Begin with the line where "the source. Idempotent." appears. Set down that line and the rest of the records below it exactly as given.

= Collected data entries =
________
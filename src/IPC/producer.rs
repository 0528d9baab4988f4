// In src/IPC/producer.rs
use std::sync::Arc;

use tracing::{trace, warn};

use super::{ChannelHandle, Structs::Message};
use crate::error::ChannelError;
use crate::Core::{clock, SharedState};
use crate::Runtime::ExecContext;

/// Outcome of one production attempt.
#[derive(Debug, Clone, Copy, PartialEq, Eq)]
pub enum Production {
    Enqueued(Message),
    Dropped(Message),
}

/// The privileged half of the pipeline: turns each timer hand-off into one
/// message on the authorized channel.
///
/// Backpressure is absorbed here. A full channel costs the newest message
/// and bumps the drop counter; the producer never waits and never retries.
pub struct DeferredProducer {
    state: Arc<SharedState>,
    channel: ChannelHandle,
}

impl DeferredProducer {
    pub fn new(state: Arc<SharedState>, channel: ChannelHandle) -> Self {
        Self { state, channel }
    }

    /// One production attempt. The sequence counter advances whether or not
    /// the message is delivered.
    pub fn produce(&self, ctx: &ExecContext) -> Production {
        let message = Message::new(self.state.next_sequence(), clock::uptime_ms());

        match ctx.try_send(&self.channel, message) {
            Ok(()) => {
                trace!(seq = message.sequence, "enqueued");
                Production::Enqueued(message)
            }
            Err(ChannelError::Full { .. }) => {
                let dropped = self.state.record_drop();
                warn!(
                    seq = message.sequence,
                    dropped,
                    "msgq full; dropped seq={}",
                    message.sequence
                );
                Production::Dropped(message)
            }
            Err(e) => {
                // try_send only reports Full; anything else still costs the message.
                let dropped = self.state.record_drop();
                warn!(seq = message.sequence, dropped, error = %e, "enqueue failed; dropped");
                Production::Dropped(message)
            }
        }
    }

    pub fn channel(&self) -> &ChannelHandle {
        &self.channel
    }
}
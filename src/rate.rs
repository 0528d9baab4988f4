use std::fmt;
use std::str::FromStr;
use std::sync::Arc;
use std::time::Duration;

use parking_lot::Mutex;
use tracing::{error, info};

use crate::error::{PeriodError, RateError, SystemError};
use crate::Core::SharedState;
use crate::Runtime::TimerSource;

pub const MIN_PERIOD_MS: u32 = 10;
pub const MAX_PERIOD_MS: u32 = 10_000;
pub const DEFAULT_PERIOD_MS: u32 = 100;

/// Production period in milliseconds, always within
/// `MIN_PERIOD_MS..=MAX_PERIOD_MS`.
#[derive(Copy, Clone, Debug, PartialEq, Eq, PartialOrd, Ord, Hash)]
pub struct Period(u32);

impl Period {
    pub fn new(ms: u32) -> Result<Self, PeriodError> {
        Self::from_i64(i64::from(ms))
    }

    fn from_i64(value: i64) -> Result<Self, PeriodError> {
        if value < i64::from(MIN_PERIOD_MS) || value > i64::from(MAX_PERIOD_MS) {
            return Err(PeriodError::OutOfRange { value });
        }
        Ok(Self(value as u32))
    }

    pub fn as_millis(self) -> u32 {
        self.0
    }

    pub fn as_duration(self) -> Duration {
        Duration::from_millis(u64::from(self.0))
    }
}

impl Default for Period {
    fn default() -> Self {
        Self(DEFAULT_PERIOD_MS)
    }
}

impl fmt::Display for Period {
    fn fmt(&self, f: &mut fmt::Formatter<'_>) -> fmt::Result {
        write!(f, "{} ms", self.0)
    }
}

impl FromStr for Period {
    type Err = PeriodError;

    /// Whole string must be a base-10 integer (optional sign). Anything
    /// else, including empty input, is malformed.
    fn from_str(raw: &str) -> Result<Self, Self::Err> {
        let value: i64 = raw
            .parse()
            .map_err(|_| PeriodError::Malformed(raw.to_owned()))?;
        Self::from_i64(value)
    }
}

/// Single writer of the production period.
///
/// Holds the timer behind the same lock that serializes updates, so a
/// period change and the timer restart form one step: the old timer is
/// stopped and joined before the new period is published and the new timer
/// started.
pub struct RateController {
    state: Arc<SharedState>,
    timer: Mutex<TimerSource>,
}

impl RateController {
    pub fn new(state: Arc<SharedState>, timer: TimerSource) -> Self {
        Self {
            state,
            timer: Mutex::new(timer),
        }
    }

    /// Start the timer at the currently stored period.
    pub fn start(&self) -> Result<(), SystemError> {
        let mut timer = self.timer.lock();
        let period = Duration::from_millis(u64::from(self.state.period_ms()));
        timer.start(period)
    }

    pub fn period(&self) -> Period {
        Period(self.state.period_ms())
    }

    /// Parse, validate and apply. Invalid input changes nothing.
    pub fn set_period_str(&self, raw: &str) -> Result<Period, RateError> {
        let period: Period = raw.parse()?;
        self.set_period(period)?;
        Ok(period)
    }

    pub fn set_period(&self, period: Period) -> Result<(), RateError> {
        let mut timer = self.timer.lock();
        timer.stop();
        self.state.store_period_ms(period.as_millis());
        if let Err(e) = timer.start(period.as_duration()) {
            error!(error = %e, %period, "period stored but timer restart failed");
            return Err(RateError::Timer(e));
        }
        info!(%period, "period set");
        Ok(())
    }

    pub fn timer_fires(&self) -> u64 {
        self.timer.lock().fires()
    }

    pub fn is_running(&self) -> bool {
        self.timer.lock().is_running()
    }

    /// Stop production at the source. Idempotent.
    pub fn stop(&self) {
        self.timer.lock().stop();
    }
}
________
= Completed exercise =
    /// Stop production at the source. Idempotent.
    pub fn stop(&self) {
        self.timer.lock().stop();
    }
}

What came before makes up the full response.